INSTRUCTIONS FOR THE TASK
Locate the string "match" in the listing below. Copy every line where it is found.

RECORDS SUPPLIED Start Marker

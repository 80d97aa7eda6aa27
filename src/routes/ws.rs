//! WebSocket stream of ticket change events

use axum::extract::ws::{Message, WebSocket};
use axum::{
    extract::{Query, State, WebSocketUpgrade},
    response::Response,
};
use futures_util::{SinkExt, StreamExt};
use serde::Deserialize;
use tokio::sync::broadcast;
use tracing::{info, warn};

use crate::models::TicketEvent;
use crate::state::AppState;

#[derive(Debug, Default, Deserialize)]
pub struct StreamQuery {
    pub ticket_id: Option<i64>,
}

/// GET /api/tickets/stream
///
/// Pushes every ticket event as JSON, or only those for `?ticket_id=`.
pub async fn ws_handler(
    State(state): State<AppState>,
    Query(query): Query<StreamQuery>,
    ws: WebSocketUpgrade,
) -> Response {
    ws.on_upgrade(move |socket| handle_socket(socket, state, query.ticket_id))
}

fn wanted(event: &TicketEvent, filter: Option<i64>) -> bool {
    filter.map_or(true, |id| event.ticket_id == id)
}

async fn handle_socket(socket: WebSocket, state: AppState, filter: Option<i64>) {
    info!(ticket_id = ?filter, "Event stream client connected");
    state.metrics.inc_ws_connections();

    let (mut sender, mut receiver) = socket.split();
    let mut events = state.events.subscribe();

    let mut send_task = tokio::spawn(async move {
        loop {
            match events.recv().await {
                Ok(event) => {
                    if !wanted(&event, filter) {
                        continue;
                    }
                    let json = match serde_json::to_string(&event) {
                        Ok(j) => j,
                        Err(e) => {
                            warn!(error = %e, "Failed to serialize ticket event");
                            continue;
                        }
                    };
                    if sender.send(Message::Text(json)).await.is_err() {
                        break;
                    }
                }
                Err(broadcast::error::RecvError::Lagged(count)) => {
                    warn!(lagged = count, "Event stream lagged, some events skipped");
                }
                Err(broadcast::error::RecvError::Closed) => break,
            }
        }
    });

    let mut recv_task = tokio::spawn(async move {
        while let Some(result) = receiver.next().await {
            match result {
                Ok(Message::Close(_)) | Err(_) => break,
                Ok(_) => {}
            }
        }
    });

    tokio::select! {
        _ = &mut send_task => recv_task.abort(),
        _ = &mut recv_task => send_task.abort(),
    }

    state.metrics.dec_ws_connections();
    info!(ticket_id = ?filter, "Event stream client disconnected");
}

RECORDS SUPPLIED End Marker

TASK SOLUTION
            match events.recv().await {
                    let json = match serde_json::to_string(&event) {
            match result {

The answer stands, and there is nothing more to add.